Note the small size of the exponent. In my original draft, it was even smaller (a .001 increase for each industry level). Exponentials grow very large very quickly, and I wanted to be cautious.

However, the players at Newgrounds started getting impatient waiting for that first trillion to come in, so I increased the exponential. If the player purchased every single industry, the exponential could never go over 1.3. But that was sufficient – afterwards, players reported they could complete the game within a half hour.

A brief aside: I needed players to be able to see their income trends. Using text didn’t work out very well, so I decided to use a graph. Phaser.io doesn’t have a graph plugin, so I went ahead and made it myself. After only one project, I’m already doing some open-source contribution.

Now for the biggest surprise: my idle game proved somewhat popular on Newgrounds, at least compared to my previous games. My last two games were a cerebral combination of old-school RPGs and solving mysteries. The most reviews any of them received was 4, and the number of players plateaued at about 3,000 and 3,500, respectively. In contrast, The Townsfolk Cartel, in less than a week, is already approaching the 9,000 player mark.

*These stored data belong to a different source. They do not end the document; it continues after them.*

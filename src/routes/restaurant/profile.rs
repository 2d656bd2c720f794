use axum::{
    extract::{Extension, Multipart, State},
    routing::{get, put},
    Json, Router,
};
use serde::Serialize;

use crate::error::{AppError, AppResult};
use crate::middleware::AuthRestaurant;
use crate::models::{OperatingHours, OwnerDetails, Restaurant, RestaurantChanges, RestaurantProfile};
use crate::routes::upload::{store_file, FormData};
use crate::routes::AppState;

#[derive(Serialize)]
pub struct ProfileResponse {
    pub success: bool,
    pub restaurant: RestaurantProfile,
}

pub fn routes() -> Router<AppState> {
    Router::new()
        .route("/profile", get(get_profile).put(update_profile))
        .route("/owner", put(update_owner))
        .route("/legal-copy", put(update_legal_copy))
}

fn respond(restaurant: Restaurant) -> Json<ProfileResponse> {
    Json(ProfileResponse {
        success: true,
        restaurant: restaurant.into(),
    })
}

async fn get_profile(
    State(state): State<AppState>,
    Extension(auth): Extension<AuthRestaurant>,
) -> AppResult<Json<ProfileResponse>> {
    let conn = state.db.connect().map_err(AppError::from)?;
    let restaurant = Restaurant::find_by_id(&conn, &auth.id)
        .await?
        .ok_or_else(|| AppError::NotFound("Restaurant not found".to_string()))?;
    Ok(respond(restaurant))
}

async fn update_profile(
    State(state): State<AppState>,
    Extension(auth): Extension<AuthRestaurant>,
    multipart: Multipart,
) -> AppResult<Json<ProfileResponse>> {
    let form = FormData::from_multipart(multipart).await?;

    let mut changes = RestaurantChanges {
        name: form.text("name"),
        phone: form.text("phone"),
        city: form.text("city"),
        address: form.text("address"),
        no_of_employees: form.number("no_of_employees")?,
        cuisine_type: form.text("cuisine_type"),
        operating_hours: form.json::<Vec<OperatingHours>>("operating_hours")?,
        image: None,
    };
    if let Some(file) = form.file("image") {
        changes.image = Some(store_file(&state, "restaurants", file).await?);
    }

    let conn = state.db.connect().map_err(AppError::from)?;
    let restaurant = Restaurant::update_details(&conn, &auth.id, changes).await?;
    tracing::info!(
        "Restaurant {} profile updated (complete: {})",
        restaurant.id,
        restaurant.is_profile_completed
    );

    Ok(respond(restaurant))
}

async fn update_owner(
    State(state): State<AppState>,
    Extension(auth): Extension<AuthRestaurant>,
    multipart: Multipart,
) -> AppResult<Json<ProfileResponse>> {
    let form = FormData::from_multipart(multipart).await?;

    let mut owner = OwnerDetails {
        name: form.require("name")?,
        email: form.require("email")?,
        phone: form.require("phone")?,
        image: None,
        gender: form.require("gender")?,
        dob: form.require("dob")?,
        nationality: form.require("nationality")?,
    };

    let conn = state.db.connect().map_err(AppError::from)?;
    owner.image = match form.file("image") {
        Some(file) => Some(store_file(&state, "owners", file).await?),
        None => Restaurant::find_by_id(&conn, &auth.id)
            .await?
            .and_then(|r| r.get_owner_details())
            .and_then(|previous| previous.image),
    };

    let restaurant = Restaurant::set_owner_details(&conn, &auth.id, &owner).await?;
    Ok(respond(restaurant))
}

async fn update_legal_copy(
    State(state): State<AppState>,
    Extension(auth): Extension<AuthRestaurant>,
    multipart: Multipart,
) -> AppResult<Json<ProfileResponse>> {
    let form = FormData::from_multipart(multipart).await?;
    let file = form
        .file("legal_copy")
        .ok_or_else(|| AppError::BadRequest("legal_copy file is required".to_string()))?;

    let url = store_file(&state, "legal", file).await?;

    let conn = state.db.connect().map_err(AppError::from)?;
    let restaurant = Restaurant::set_legal_copy(&conn, &auth.id, &url).await?;
    Ok(respond(restaurant))
}
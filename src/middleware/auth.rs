use axum::{
    body::Body,
    extract::{Request, State},
    http::header,
    middleware::Next,
    response::{IntoResponse, Response},
};

use crate::error::{AppError, AppResult};
use crate::models::{Restaurant, Role, User};
use crate::routes::AppState;
use crate::services::TokenKind;

#[derive(Debug, Clone)]
pub struct AuthUser {
    pub id: String,
    pub email: String,
}

#[derive(Debug, Clone)]
pub struct AuthRestaurant {
    pub id: String,
}

fn bearer_token(req: &Request<Body>) -> AppResult<&str> {
    req.headers()
        .get(header::AUTHORIZATION)
        .and_then(|h| h.to_str().ok())
        .and_then(|h| h.strip_prefix("Bearer "))
        .ok_or_else(|| AppError::Unauthorized("Missing authorization header".to_string()))
}

async fn authenticate_admin(state: &AppState, token: &str) -> AppResult<AuthUser> {
    let claims = state.tokens.verify(token)?;
    if claims.kind != TokenKind::User {
        return Err(AppError::Forbidden("Admin access required".to_string()));
    }

    let conn = state.db.connect().map_err(AppError::from)?;
    let user = User::find_by_id(&conn, &claims.sub)
        .await?
        .ok_or_else(|| AppError::Unauthorized("User not found".to_string()))?;

    match user.get_role() {
        Some(Role::Admin) => Ok(AuthUser {
            id: user.id,
            email: user.email,
        }),
        _ => Err(AppError::Forbidden("Admin access required".to_string())),
    }
}

async fn authenticate_restaurant(state: &AppState, token: &str) -> AppResult<AuthRestaurant> {
    let claims = state.tokens.verify(token)?;
    if claims.kind != TokenKind::Restaurant {
        return Err(AppError::Unauthorized("Restaurant access required".to_string()));
    }

    let conn = state.db.connect().map_err(AppError::from)?;
    let restaurant = Restaurant::find_by_id(&conn, &claims.sub)
        .await?
        .ok_or_else(|| AppError::Unauthorized("Restaurant not found".to_string()))?;

    Ok(AuthRestaurant { id: restaurant.id })
}

pub async fn require_admin(State(state): State<AppState>, mut req: Request<Body>, next: Next) -> Response {
    let token = match bearer_token(&req) {
        Ok(token) => token.to_string(),
        Err(e) => return e.into_response(),
    };

    match authenticate_admin(&state, &token).await {
        Ok(user) => {
            req.extensions_mut().insert(user);
            next.run(req).await
        }
        Err(e) => e.into_response(),
    }
}

pub async fn require_restaurant(State(state): State<AppState>, mut req: Request<Body>, next: Next) -> Response {
    let token = match bearer_token(&req) {
        Ok(token) => token.to_string(),
        Err(e) => return e.into_response(),
    };

    match authenticate_restaurant(&state, &token).await {
        Ok(restaurant) => {
            req.extensions_mut().insert(restaurant);
            next.run(req).await
        }
        Err(e) => e.into_response(),
    }
}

My games are usually not popular, but the day after its release, there it was, listed in Newground’s Game Portal “Popular Games” section. The votes stand at about 3.5 / 5 stars (the last two barely hit 3.0). Most of the reviews were extremely positive. The indie-rock soundtrack finally found a lot of fans (Brian and his band should feel proud).  My departure from a traditional idle design, especially the frame story and the ability to win, pleased a lot of players.  Perhaps the most flattering tribute was this YouTube video of the game’s ending, uploaded by one of the players (unfortunately, the video has no sound, which is a shame given how well the music was received). When you see players posting walkthrough videos of your game, you know it hit a decent-sized audience.

Overall, for the storyline and premises I had, an idle game (albeit with many non-conventional changes) was a great choice. I also realized something else – most casual players don’t want in-depth storylines, extensive dialogue, or overly difficult challenges. As one reviewer put it, my game was “very cute in the good sense of the word.” Compared to my two RPG’s, the idle game was easier to both code and play. And at the end of the day, that seems to be what players are after.

I plan to create a “tower defense” game for my next Phaser.io project, but it may be awhile since I have some web development projects to work on.